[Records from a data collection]
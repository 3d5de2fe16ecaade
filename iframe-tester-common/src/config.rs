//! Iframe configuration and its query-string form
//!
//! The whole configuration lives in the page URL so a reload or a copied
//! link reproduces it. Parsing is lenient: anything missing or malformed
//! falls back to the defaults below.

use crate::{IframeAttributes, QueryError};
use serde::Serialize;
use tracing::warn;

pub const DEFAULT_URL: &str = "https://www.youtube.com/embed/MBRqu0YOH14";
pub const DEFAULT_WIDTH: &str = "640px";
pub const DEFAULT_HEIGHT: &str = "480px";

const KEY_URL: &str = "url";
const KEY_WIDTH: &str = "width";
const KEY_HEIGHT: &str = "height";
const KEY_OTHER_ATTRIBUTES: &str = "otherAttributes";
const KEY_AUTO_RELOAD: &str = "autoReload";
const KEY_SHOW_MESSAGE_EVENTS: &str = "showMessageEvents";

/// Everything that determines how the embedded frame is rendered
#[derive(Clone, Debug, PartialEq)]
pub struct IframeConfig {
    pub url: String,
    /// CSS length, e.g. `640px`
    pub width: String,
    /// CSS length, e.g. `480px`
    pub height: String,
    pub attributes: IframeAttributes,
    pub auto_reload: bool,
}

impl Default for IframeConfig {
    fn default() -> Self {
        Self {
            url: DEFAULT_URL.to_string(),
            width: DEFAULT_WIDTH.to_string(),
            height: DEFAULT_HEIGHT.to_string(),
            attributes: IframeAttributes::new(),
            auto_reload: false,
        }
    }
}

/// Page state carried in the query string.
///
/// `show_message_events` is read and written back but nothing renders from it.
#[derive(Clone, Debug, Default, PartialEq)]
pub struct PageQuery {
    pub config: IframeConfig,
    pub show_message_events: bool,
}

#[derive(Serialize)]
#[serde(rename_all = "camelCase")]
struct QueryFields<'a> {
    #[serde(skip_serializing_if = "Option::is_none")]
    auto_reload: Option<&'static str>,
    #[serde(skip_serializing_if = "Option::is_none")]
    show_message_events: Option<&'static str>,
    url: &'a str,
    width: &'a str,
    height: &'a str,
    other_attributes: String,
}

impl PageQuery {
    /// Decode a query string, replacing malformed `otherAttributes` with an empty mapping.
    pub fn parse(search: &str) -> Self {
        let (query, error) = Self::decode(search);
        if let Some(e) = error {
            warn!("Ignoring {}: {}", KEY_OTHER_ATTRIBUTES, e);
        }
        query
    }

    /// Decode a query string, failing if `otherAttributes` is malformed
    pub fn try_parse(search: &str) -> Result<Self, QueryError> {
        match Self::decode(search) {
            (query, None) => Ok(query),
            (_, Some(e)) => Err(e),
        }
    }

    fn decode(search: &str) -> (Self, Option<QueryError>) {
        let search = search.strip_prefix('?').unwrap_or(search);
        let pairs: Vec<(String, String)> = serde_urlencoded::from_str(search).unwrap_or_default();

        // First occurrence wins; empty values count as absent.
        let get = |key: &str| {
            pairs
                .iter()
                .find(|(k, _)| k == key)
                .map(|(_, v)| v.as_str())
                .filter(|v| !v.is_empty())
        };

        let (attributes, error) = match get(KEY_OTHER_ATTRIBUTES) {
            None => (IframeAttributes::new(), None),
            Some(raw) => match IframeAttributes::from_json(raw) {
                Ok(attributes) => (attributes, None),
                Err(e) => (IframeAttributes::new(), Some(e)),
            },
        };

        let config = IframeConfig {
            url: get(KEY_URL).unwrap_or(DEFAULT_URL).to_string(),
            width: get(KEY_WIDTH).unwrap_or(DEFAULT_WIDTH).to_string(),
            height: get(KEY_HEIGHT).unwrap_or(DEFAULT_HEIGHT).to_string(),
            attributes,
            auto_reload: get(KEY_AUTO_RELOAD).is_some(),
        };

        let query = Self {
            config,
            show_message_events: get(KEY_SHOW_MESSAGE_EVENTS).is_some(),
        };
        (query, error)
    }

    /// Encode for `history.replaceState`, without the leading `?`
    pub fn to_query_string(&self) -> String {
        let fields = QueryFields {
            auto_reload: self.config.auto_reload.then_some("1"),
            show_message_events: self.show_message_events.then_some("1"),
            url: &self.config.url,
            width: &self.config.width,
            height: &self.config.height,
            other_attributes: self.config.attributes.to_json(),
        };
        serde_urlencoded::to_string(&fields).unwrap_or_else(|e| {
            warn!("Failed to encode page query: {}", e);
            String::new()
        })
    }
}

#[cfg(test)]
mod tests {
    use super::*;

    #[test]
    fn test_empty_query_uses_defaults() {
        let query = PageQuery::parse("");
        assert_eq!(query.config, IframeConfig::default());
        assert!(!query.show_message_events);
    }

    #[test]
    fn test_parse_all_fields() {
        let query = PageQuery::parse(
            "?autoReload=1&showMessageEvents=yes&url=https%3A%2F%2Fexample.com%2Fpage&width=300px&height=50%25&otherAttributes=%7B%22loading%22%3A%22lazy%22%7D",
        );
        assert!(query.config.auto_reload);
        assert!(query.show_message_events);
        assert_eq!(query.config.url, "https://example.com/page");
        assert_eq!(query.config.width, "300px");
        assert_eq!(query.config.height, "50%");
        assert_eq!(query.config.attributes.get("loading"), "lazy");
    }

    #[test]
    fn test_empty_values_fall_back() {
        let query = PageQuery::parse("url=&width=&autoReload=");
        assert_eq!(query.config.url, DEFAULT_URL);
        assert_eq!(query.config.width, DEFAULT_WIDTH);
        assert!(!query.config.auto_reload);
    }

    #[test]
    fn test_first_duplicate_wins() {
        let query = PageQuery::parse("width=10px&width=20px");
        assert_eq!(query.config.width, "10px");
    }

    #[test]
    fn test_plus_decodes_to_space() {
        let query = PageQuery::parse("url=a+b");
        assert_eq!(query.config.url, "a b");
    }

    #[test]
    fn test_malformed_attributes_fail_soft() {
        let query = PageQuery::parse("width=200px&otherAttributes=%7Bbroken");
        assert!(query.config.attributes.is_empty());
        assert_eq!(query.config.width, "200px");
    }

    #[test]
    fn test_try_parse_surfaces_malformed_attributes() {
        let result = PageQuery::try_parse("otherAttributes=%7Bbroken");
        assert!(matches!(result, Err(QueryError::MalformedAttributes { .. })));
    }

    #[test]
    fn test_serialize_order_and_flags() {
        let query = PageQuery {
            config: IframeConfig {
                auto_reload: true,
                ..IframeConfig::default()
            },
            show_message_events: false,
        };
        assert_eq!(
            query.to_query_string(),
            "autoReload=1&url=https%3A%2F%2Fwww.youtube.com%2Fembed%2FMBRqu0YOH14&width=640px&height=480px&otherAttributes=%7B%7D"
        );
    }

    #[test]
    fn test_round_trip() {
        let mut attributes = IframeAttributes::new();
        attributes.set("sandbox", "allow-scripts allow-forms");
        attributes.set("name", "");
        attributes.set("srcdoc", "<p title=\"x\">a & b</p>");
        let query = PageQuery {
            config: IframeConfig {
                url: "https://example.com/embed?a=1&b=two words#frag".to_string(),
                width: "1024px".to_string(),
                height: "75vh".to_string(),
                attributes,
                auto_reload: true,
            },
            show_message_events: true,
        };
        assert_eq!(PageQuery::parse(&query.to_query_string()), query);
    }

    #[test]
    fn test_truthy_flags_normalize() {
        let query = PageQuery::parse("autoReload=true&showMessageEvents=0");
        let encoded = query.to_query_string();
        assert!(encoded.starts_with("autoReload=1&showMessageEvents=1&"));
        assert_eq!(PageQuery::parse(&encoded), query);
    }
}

* * *

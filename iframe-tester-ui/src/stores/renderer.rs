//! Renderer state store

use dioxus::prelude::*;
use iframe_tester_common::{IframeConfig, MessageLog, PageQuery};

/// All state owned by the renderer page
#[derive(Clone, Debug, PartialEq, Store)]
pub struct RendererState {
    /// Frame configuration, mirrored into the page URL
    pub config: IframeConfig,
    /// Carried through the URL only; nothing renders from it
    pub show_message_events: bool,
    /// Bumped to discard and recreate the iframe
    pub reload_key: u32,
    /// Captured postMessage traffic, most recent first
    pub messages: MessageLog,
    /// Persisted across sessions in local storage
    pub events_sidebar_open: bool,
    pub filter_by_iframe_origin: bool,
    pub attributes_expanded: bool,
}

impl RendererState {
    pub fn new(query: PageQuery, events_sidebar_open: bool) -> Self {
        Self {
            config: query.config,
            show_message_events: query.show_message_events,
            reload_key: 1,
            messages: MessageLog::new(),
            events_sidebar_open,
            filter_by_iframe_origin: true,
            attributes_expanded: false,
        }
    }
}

...

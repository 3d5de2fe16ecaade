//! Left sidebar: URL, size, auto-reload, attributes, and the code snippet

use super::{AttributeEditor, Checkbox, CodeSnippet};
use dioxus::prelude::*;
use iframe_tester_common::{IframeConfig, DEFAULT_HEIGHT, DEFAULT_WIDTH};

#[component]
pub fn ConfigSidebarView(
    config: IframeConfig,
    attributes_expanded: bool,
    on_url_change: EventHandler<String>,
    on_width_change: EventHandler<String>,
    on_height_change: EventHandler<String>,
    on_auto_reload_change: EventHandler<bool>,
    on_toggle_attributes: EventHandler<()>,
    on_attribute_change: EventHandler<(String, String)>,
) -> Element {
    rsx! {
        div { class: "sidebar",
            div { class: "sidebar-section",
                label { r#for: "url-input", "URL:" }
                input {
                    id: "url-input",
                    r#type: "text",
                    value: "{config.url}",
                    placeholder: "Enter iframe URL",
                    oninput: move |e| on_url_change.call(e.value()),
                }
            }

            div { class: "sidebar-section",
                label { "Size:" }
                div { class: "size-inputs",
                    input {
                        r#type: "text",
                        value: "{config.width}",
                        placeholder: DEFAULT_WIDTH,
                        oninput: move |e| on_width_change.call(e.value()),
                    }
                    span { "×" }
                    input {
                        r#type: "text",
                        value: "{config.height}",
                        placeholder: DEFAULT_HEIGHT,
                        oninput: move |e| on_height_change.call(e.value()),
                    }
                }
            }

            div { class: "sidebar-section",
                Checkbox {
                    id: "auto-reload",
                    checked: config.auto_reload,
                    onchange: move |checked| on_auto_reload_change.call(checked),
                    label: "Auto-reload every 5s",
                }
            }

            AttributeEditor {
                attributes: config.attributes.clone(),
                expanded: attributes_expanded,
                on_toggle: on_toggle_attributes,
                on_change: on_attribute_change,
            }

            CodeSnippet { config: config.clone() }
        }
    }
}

[Instructions to follow]
Given the records above, restate word for word only the lines starting at the one with "to encode page" and ending at the one with "assert!(query.show_message_events);".

[Exercise response]
            warn!("Failed to encode page query: {}", e);
            String::new()
        })
    }
}

#[cfg(test)]
mod tests {
    use super::*;

    #[test]
    fn test_empty_query_uses_defaults() {
        let query = PageQuery::parse("");
        assert_eq!(query.config, IframeConfig::default());
        assert!(!query.show_message_events);
    }

    #[test]
    fn test_parse_all_fields() {
        let query = PageQuery::parse(
            "?autoReload=1&showMessageEvents=yes&url=https%3A%2F%2Fexample.com%2Fpage&width=300px&height=50%25&otherAttributes=%7B%22loading%22%3A%22lazy%22%7D",
        );
        assert!(query.config.auto_reload);
        assert!(query.show_message_events);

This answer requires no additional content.